Effect of silica wall microporosity on the state and performance of TiO₂ nanocrystals in SBA-15 matrix

TiO₂ guest phase was incorporated by internal hydrolysis (IH) method inside SBA-15 mesostructured silica matrices with high and low microporosity (14.2% and 4.7% of microporous pore volume, respectively). TiO₂ phase was located inside the SBA-15 pores in form of small crystals with anatase structure without blocking the mesopores over wide range of loadings (8-50 wt%) (N₂ sorption, HRTEM and XRD). In the highly microporous SBA-15 (SBA-15-HM), the crystallization of titania anatase phase was detected at 150 °C due to initiation of the crystallization process in the micropores.

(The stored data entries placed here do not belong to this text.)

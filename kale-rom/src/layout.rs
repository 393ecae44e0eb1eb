// Copyright (C) 2025 Piers Finlayson <piers@piers.rocks>
//
// MIT License

//! Locations of the game's tables and data regions.
//!
//! [`RomLayout::default()`] describes Kirby's Adventure with the map
//! expansion patch applied.  Any subset of it can be overridden from a JSON
//! file, e.g.
//!
//! ```json
//! {
//!     "data_start": "40:0000",
//!     "last_data_bank": 125,
//!     "map_widths": [4, 4, 5, 4, 4, 4, 3]
//! }
//! ```

use serde::{Deserialize, Serialize};
use std::fs;
use std::path::Path;

use crate::address::{BANK_MASK, RomAddress};
use crate::error::{Result, RomError};
use crate::{NUM_LEVELS, NUM_MAPS, NUM_TILESETS};

/// Low/high/bank byte arrays, one entry per indexed entity.
#[derive(Debug, Clone, Copy, PartialEq, Eq, Serialize, Deserialize)]
pub struct LongPointerTable {
    pub low: RomAddress,
    pub high: RomAddress,
    pub bank: RomAddress,
}

/// Low/high byte arrays whose entries all point into one bank.
#[derive(Debug, Clone, Copy, PartialEq, Eq, Serialize, Deserialize)]
pub struct ShortPointerTable {
    pub low: RomAddress,
    pub high: RomAddress,
    pub bank: u8,
}

#[derive(Debug, Clone, PartialEq, Eq, Serialize, Deserialize)]
#[serde(default, deny_unknown_fields)]
pub struct RomLayout {
    /// Compressed level maps
    pub map_data: LongPointerTable,
    /// Tileset number for each level
    pub map_tilesets: RomAddress,
    /// Sprite tables
    pub sprites: LongPointerTable,
    /// Exit lists (one more entry than there are levels)
    pub exits: ShortPointerTable,
    /// End of the region exit records are stored in
    pub exit_data_end: RomAddress,
    /// Boss door destinations, 3 bytes per level
    pub boss_exits: RomAddress,
    /// Compressed tilesets
    pub tilesets: LongPointerTable,
    /// "Broken tile" offsets, one byte per tileset
    pub tile_subtract: RomAddress,
    /// Map clear lists, one entry per (map, stage)
    pub map_clear: ShortPointerTable,
    /// Region the map clear lists are packed into
    pub map_clear_data: RomAddress,
    pub map_clear_end: RomAddress,
    /// Single entry pointing at the CHR bank tables
    pub bank_tables: LongPointerTable,
    pub bg_palettes: RomAddress,
    pub sprite_palettes: RomAddress,
    /// First free address for repacked data
    pub data_start: RomAddress,
    /// Last bank the repacked data may use
    pub last_data_bank: u8,
    /// CPU window level data banks are mapped into
    pub data_window: u32,
    /// Width in screens of each overworld map
    pub map_widths: [u8; NUM_MAPS],
}

impl Default for RomLayout {
    fn default() -> Self {
        const TABLES: u8 = 0x12;
        let at = |offset| RomAddress::new(TABLES, offset);
        Self {
            map_data: LongPointerTable {
                low: at(0x88A6),
                high: at(0x875F),
                bank: at(0x84D1),
            },
            map_tilesets: at(0x8618),
            sprites: LongPointerTable {
                low: at(0x8D0E),
                high: at(0x8BC7),
                bank: at(0x8A80),
            },
            exits: ShortPointerTable {
                low: at(0x8F82),
                high: at(0x90CB),
                bank: TABLES,
            },
            exit_data_end: at(0x9C4A),
            boss_exits: at(0x9C4A),
            tilesets: LongPointerTable {
                low: at(0x8A4F),
                high: at(0x8A1E),
                bank: at(0x89ED),
            },
            tile_subtract: at(0x84A0),
            map_clear: ShortPointerTable {
                low: at(0x9C7E),
                high: at(0x9CEE),
                bank: TABLES,
            },
            map_clear_data: at(0x9D5E),
            map_clear_end: at(0xA000),
            bank_tables: LongPointerTable {
                low: at(0x8E55),
                high: at(0x8E56),
                bank: at(0x8E57),
            },
            bg_palettes: RomAddress::new(0x13, 0x8000),
            sprite_palettes: RomAddress::new(0x13, 0x8A00),
            data_start: RomAddress::new(0x40, 0x0000),
            last_data_bank: 0x7D,
            data_window: 0xA000,
            map_widths: [4; NUM_MAPS],
        }
    }
}

impl RomLayout {
    pub fn from_json_str(s: &str) -> Result<Self> {
        let layout: RomLayout = serde_json::from_str(s)?;
        layout.validate()?;
        Ok(layout)
    }

    pub fn from_json_file<P: AsRef<Path>>(path: P) -> Result<Self> {
        let path = path.as_ref();
        let content = fs::read_to_string(path).map_err(|source| RomError::Io {
            path: path.to_path_buf(),
            source,
        })?;
        Self::from_json_str(&content)
    }

    /// Start of the exit record region.  The exit pointer table is
    /// followed directly by the records.
    pub fn exit_data_start(&self) -> RomAddress {
        self.exits.high + (NUM_LEVELS as u32 + 2)
    }

    /// Most exits the exit region can hold.
    pub fn max_exits(&self) -> usize {
        (self.exit_data_end.offset.saturating_sub(self.exit_data_start().offset)) as usize
            / crate::level::EXIT_RECORD_SIZE
    }

    /// Bytes available for repacked chunks.
    pub fn free_space(&self) -> usize {
        crate::chunk::free_space(self.data_start, self.last_data_bank)
    }

    pub fn validate(&self) -> Result<()> {
        let bad = |msg: String| -> Result<()> { Err(RomError::BadLayout(msg)) };

        let mut addresses = vec![
            ("map_tilesets", self.map_tilesets),
            ("exit_data_end", self.exit_data_end),
            ("boss_exits", self.boss_exits),
            ("tile_subtract", self.tile_subtract),
            ("map_clear_data", self.map_clear_data),
            ("map_clear_end", self.map_clear_end),
            ("bg_palettes", self.bg_palettes),
            ("sprite_palettes", self.sprite_palettes),
            ("data_start", self.data_start),
        ];
        for (name, table) in [
            ("map_data", &self.map_data),
            ("sprites", &self.sprites),
            ("tilesets", &self.tilesets),
            ("bank_tables", &self.bank_tables),
        ] {
            addresses.push((name, table.low));
            addresses.push((name, table.high));
            addresses.push((name, table.bank));
        }
        for (name, table) in [("exits", &self.exits), ("map_clear", &self.map_clear)] {
            addresses.push((name, table.low));
            addresses.push((name, table.high));
            addresses.push((name, RomAddress::new(table.bank, 0)));
        }
        for (name, addr) in addresses {
            if addr.bank > BANK_MASK {
                return bad(format!("{}: bank 0x{:02X} is above 0x{:02X}", name, addr.bank, BANK_MASK));
            }
        }

        if self.last_data_bank > BANK_MASK {
            return bad(format!("last_data_bank 0x{:02X} is above 0x{:02X}", self.last_data_bank, BANK_MASK));
        }
        if self.last_data_bank < self.data_start.bank {
            return bad(format!(
                "last_data_bank 0x{:02X} is before data_start {}",
                self.last_data_bank, self.data_start
            ));
        }
        if self.exit_data_end.offset < self.exit_data_start().offset {
            return bad(format!(
                "exit_data_end {} is before the exit data start {}",
                self.exit_data_end,
                self.exit_data_start()
            ));
        }
        if self.map_clear_end.offset < self.map_clear_data.offset {
            return bad(format!(
                "map_clear_end {} is before map_clear_data {}",
                self.map_clear_end, self.map_clear_data
            ));
        }
        if self.data_window % crate::address::BANK_SIZE as u32 != 0 {
            return bad(format!("data_window 0x{:04X} is not bank aligned", self.data_window));
        }
        for (map, &width) in self.map_widths.iter().enumerate() {
            if width == 0 || width > 16 {
                return bad(format!("map_widths[{}] = {}, must be 1-16", map, width));
            }
        }

        // Tables must not run off the end of their bank
        for (name, base, count) in [
            ("map_data.low", self.map_data.low, NUM_LEVELS),
            ("sprites.low", self.sprites.low, NUM_LEVELS),
            ("tilesets.low", self.tilesets.low, NUM_TILESETS),
            ("exits.high", self.exits.high, NUM_LEVELS + 1),
        ] {
            if base.bank_offset() + count > crate::address::BANK_SIZE {
                return bad(format!("{} table at {} crosses a bank boundary", name, base));
            }
        }

        Ok(())
    }
}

This is supported by the fact that the crystallization was significantly delayed and started at 350 °C inside the SBA-15 with low microporosity (SBA-15-LM). Therefore, it was proposed that the formation of nanocrystalline titania in SBA-15 micropores initiates the nucleation stage thus enhancing the crystallization process of titania in the mesopores. Furthermore, micropores enhanced the dispersion of TiO₂ phase. As a result, TiO₂/SBA-15-HM adsorbed more vanadia than TiO₂/SBA-15-LM. The catalytic activity in selective catalytic reduction (SCR) of NO with ammonia was proportional to the vanadia content. Thus, V₂O₅-TiO₂/SBA-15-HM catalysts were more active than V₂O₅-TiO₂/SBA-15-LM at all TiO₂ loadings due to the higher vanadia content in TiO₂/SBA-15-HM than in TiO₂/SBA-15-LM. These results show that SBA-15 wall microporosity strongly affects the crystallization, state and performance of the guest phase confined in mesoporous channels of silica matrix.